Problem requirements: How many separate lines in this material contain the string "CountingSource"? Respond with the number alone.

[Start of section]

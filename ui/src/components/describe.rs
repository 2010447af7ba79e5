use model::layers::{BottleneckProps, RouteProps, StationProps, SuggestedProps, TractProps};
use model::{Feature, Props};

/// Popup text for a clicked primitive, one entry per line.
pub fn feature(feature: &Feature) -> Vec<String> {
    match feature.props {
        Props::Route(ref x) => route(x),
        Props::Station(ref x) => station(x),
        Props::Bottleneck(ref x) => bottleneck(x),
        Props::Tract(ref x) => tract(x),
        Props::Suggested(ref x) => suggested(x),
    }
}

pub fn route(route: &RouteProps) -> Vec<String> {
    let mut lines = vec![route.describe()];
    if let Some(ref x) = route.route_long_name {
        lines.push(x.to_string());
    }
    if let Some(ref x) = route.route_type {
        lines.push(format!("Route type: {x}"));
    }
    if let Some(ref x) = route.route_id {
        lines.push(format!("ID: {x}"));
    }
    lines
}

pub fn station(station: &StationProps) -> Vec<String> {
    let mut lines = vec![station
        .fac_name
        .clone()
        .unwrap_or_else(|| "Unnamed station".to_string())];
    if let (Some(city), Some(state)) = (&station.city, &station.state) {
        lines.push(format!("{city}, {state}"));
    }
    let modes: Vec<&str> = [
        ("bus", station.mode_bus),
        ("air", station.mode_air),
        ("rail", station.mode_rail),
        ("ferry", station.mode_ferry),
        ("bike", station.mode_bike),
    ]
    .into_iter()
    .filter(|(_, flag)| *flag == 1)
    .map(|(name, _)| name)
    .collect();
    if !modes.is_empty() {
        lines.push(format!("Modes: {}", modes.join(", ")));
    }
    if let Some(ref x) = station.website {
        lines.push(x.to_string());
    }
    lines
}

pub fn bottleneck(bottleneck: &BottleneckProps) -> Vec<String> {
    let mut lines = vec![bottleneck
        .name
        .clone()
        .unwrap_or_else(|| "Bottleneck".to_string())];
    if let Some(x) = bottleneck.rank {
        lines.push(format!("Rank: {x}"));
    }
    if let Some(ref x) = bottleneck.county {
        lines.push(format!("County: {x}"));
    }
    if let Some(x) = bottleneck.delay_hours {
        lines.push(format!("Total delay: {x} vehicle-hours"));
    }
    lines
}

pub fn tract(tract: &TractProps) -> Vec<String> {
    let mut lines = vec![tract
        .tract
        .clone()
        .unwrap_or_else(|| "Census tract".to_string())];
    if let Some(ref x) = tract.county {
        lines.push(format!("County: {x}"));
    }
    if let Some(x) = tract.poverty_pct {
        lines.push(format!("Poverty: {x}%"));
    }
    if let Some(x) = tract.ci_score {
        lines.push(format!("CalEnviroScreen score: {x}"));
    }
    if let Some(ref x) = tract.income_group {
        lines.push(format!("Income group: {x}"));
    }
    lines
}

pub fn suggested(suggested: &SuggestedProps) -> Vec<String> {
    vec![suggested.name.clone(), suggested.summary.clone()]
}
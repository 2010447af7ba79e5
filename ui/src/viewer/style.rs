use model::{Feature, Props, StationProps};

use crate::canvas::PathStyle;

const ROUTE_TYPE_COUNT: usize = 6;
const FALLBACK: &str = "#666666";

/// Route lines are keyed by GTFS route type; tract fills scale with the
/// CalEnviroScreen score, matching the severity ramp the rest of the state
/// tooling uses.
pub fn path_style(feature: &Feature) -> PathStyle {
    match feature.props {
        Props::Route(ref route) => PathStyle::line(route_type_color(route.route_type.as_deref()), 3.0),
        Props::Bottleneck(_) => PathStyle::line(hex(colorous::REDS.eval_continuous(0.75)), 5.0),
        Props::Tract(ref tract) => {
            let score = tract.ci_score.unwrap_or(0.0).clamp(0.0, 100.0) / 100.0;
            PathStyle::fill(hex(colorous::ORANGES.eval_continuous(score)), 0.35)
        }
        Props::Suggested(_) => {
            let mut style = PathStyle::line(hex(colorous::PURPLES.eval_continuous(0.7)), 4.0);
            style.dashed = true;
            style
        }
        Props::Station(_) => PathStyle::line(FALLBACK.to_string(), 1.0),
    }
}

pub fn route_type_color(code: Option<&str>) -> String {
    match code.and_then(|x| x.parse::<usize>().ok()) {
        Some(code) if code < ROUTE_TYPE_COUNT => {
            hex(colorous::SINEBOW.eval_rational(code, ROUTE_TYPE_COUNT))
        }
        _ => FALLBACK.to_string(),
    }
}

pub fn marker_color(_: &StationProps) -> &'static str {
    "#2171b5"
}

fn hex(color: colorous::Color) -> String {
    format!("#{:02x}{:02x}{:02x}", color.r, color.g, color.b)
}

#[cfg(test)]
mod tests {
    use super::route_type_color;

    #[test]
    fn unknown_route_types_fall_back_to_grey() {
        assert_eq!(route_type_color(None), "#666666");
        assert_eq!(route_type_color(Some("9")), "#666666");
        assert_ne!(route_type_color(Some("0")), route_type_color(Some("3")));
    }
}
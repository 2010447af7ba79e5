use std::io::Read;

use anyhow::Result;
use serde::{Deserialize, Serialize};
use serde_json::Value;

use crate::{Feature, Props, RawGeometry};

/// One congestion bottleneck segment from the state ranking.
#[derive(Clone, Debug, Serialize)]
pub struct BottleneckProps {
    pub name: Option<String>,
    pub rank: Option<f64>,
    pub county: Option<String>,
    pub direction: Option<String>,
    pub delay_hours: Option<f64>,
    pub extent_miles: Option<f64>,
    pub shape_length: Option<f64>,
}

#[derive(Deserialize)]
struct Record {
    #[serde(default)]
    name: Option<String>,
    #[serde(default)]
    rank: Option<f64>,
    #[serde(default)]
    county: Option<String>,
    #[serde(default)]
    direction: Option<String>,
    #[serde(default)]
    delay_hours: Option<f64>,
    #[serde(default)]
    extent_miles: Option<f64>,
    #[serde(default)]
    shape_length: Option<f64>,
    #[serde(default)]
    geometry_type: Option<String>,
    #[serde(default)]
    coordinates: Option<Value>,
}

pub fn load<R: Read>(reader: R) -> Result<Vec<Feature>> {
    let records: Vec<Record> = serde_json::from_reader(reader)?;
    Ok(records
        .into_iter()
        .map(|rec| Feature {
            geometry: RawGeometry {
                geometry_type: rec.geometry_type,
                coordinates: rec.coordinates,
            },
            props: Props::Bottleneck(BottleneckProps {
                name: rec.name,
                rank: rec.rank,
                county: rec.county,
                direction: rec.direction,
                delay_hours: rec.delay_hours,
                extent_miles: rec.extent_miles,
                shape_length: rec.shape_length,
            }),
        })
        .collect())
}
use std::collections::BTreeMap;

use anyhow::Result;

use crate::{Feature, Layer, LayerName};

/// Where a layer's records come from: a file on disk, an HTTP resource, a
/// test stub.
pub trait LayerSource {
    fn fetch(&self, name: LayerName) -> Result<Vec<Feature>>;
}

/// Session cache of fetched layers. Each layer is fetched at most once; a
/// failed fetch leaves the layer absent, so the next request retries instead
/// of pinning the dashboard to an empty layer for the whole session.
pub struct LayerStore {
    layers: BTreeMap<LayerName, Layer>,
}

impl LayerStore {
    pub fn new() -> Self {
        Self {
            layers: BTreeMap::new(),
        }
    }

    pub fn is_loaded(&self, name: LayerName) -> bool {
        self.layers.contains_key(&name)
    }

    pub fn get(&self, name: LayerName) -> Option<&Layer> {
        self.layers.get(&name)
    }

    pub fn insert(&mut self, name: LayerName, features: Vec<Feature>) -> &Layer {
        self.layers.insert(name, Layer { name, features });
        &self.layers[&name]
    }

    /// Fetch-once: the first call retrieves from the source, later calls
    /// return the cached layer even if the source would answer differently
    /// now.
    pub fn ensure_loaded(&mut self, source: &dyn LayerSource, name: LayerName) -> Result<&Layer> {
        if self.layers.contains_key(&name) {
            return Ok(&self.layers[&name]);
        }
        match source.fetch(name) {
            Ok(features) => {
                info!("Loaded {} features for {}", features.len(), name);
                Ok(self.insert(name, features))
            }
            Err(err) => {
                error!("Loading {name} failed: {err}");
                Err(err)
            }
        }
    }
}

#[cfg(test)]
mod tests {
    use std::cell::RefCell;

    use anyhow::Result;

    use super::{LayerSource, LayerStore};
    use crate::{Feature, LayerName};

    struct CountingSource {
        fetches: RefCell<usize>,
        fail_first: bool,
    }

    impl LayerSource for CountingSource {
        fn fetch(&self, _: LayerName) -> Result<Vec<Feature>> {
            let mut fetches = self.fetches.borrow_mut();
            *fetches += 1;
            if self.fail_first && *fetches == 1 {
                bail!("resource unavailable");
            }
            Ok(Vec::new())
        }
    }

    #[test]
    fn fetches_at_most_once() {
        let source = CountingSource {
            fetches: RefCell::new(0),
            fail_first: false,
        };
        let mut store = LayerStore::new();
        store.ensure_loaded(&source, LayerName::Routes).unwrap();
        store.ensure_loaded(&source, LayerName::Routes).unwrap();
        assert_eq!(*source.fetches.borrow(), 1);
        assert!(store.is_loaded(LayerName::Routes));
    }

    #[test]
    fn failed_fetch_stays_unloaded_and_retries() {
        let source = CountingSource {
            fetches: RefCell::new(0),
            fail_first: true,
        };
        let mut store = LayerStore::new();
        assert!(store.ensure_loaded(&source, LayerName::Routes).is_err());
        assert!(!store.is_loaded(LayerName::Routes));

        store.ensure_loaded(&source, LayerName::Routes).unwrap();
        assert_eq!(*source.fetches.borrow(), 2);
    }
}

[End of section]

Task output: 4